(Collected data entries)
***
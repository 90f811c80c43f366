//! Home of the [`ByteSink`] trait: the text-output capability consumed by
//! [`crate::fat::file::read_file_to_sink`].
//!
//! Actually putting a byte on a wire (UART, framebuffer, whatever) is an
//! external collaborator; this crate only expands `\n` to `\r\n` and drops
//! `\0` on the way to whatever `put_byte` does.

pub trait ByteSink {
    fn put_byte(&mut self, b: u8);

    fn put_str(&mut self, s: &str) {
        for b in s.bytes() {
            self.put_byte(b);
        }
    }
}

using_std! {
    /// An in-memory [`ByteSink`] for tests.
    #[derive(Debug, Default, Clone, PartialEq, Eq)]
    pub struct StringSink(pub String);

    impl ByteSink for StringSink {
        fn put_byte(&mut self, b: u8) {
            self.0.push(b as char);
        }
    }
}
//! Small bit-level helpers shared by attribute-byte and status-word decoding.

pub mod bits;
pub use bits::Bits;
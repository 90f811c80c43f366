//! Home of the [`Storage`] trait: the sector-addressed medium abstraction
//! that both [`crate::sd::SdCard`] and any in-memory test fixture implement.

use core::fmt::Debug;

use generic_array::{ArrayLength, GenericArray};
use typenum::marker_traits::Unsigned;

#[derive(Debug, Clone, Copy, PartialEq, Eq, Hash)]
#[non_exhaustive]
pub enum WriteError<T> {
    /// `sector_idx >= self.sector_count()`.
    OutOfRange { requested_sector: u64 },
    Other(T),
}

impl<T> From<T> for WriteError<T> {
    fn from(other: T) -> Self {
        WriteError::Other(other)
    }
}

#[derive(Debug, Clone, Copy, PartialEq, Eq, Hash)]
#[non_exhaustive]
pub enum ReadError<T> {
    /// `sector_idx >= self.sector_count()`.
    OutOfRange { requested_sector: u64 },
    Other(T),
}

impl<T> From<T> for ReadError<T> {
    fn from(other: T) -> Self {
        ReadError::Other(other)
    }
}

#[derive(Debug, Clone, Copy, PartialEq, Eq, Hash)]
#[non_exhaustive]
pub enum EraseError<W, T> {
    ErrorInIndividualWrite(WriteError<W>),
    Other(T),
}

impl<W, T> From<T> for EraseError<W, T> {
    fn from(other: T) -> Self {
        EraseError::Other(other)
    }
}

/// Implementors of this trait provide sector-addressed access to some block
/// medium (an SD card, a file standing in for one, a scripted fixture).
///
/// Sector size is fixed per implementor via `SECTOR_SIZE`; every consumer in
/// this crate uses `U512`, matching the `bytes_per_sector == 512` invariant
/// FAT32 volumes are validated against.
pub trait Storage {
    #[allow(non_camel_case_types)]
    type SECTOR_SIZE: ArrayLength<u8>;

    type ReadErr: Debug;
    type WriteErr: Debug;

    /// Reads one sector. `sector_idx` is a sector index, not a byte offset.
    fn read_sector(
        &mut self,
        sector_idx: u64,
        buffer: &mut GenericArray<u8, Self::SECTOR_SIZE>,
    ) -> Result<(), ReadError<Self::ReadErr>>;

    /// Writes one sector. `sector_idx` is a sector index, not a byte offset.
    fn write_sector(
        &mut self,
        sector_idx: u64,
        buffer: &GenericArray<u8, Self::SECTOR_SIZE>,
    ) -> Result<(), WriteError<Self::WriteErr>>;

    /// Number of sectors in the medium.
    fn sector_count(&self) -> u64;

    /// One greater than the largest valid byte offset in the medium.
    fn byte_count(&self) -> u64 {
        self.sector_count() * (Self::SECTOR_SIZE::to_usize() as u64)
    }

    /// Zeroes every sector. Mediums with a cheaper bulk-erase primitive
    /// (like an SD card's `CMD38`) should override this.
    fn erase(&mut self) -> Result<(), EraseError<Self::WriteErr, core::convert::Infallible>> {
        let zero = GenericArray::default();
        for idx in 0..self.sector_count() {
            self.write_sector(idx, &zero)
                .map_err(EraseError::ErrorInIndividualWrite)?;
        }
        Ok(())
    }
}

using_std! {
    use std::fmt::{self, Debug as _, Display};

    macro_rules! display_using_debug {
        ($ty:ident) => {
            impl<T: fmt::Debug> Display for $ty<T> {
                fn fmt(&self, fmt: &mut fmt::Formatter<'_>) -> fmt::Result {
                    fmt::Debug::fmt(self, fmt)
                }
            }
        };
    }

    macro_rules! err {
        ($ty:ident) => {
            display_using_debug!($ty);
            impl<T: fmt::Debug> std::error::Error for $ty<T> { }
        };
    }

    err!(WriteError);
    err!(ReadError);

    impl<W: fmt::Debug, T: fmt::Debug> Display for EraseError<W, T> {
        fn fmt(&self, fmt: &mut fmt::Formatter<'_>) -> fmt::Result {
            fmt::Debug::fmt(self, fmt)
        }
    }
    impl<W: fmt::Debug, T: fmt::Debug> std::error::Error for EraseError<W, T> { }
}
***
Every line above that holds "GenericArray" should be copied out.

— Answer below —
use generic_array::{ArrayLength, GenericArray};
        buffer: &mut GenericArray<u8, Self::SECTOR_SIZE>,
        buffer: &GenericArray<u8, Self::SECTOR_SIZE>,
        let zero = GenericArray::default();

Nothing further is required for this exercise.